** PROVIDED RECORDS follows **

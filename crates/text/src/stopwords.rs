use once_cell::sync::Lazy;
use std::collections::HashSet;

/// Classic English stopword list used by the topic-modelling toolkit the
/// semantic models were first trained with.
const GENERIC_STOPWORDS: &[&str] = &[
    "a", "about", "above", "across", "after", "afterwards", "again", "against", "all", "almost",
    "alone", "along", "already", "also", "although", "always", "am", "among", "amongst",
    "amoungst", "amount", "an", "and", "another", "any", "anyhow", "anyone", "anything", "anyway",
    "anywhere", "are", "around", "as", "at", "back", "be", "became", "because", "become",
    "becomes", "becoming", "been", "before", "beforehand", "behind", "being", "below", "beside",
    "besides", "between", "beyond", "bill", "both", "bottom", "but", "by", "call", "can",
    "cannot", "cant", "co", "computer", "con", "could", "couldnt", "cry", "de", "describe",
    "detail", "did", "didn", "do", "does", "doesn", "doing", "don", "done", "down", "due",
    "during", "each", "eg", "eight", "either", "eleven", "else", "elsewhere", "empty", "enough",
    "etc", "even", "ever", "every", "everyone", "everything", "everywhere", "except", "few",
    "fifteen", "fifty", "fill", "find", "fire", "first", "five", "for", "former", "formerly",
    "forty", "found", "four", "from", "front", "full", "further", "get", "give", "go", "had",
    "has", "hasnt", "have", "he", "hence", "her", "here", "hereafter", "hereby", "herein",
    "hereupon", "hers", "herself", "him", "himself", "his", "how", "however", "hundred", "i",
    "ie", "if", "in", "inc", "indeed", "interest", "into", "is", "it", "its", "itself", "just",
    "keep", "kg", "km", "last", "latter", "latterly", "least", "less", "ltd", "made", "make",
    "many", "may", "me", "meanwhile", "might", "mill", "mine", "more", "moreover", "most",
    "mostly", "move", "much", "must", "my", "myself", "name", "namely", "neither", "never",
    "nevertheless", "next", "nine", "no", "nobody", "none", "noone", "nor", "not", "nothing",
    "now", "nowhere", "of", "off", "often", "on", "once", "one", "only", "onto", "or", "other",
    "others", "otherwise", "our", "ours", "ourselves", "out", "over", "own", "part", "per",
    "perhaps", "please", "put", "quite", "rather", "re", "really", "regarding", "same", "say",
    "see", "seem", "seemed", "seeming", "seems", "serious", "several", "she", "should", "show",
    "side", "since", "sincere", "six", "sixty", "so", "some", "somehow", "someone", "something",
    "sometime", "sometimes", "somewhere", "still", "such", "system", "take", "ten", "than",
    "that", "the", "their", "them", "themselves", "then", "thence", "there", "thereafter",
    "thereby", "therefore", "therein", "thereupon", "these", "they", "thick", "thin", "third",
    "this", "those", "though", "three", "through", "throughout", "thru", "thus", "to",
    "together", "too", "top", "toward", "towards", "twelve", "twenty", "two", "un", "under",
    "unless", "until", "up", "upon", "us", "used", "using", "various", "very", "via", "was",
    "we", "well", "were", "what", "whatever", "when", "whence", "whenever", "where",
    "whereafter", "whereas", "whereby", "wherein", "whereupon", "wherever", "whether", "which",
    "while", "whither", "who", "whoever", "whole", "whom", "whose", "why", "will", "with",
    "within", "without", "would", "yet", "you", "your", "yours", "yourself", "yourselves",
];

/// Organisation and bot name tokens; they appear in nearly every message
/// and must never count as topic signal.
pub const DEFAULT_DOMAIN_STOPWORDS: &[&str] = &[
    "elizabeth",
    "warren",
    "plan",
    "warrenplanbot",
    "warrenplanbotdev",
    "sen",
    "senator",
    "thanks",
    "thank",
    "you",
    "show",
];

pub(crate) static GENERIC: Lazy<HashSet<&'static str>> =
    Lazy::new(|| GENERIC_STOPWORDS.iter().copied().collect());

/// True when `word` (already lowercased) is a generic English stopword.
#[must_use]
pub fn is_generic_stopword(word: &str) -> bool {
    GENERIC.contains(word)
}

** End of PROVIDED RECORDS **

# TASK DESCRIPTION:
Starting at the line with "Lazy::new(|| GENERIC_STOPWORDS.iter().copied().collect());", copy every line up to and including the last one in the entries above.

# WRITTEN SOLUTION:
    Lazy::new(|| GENERIC_STOPWORDS.iter().copied().collect());

/// True when `word` (already lowercased) is a generic English stopword.
#[must_use]
pub fn is_generic_stopword(word: &str) -> bool {
    GENERIC.contains(word)
}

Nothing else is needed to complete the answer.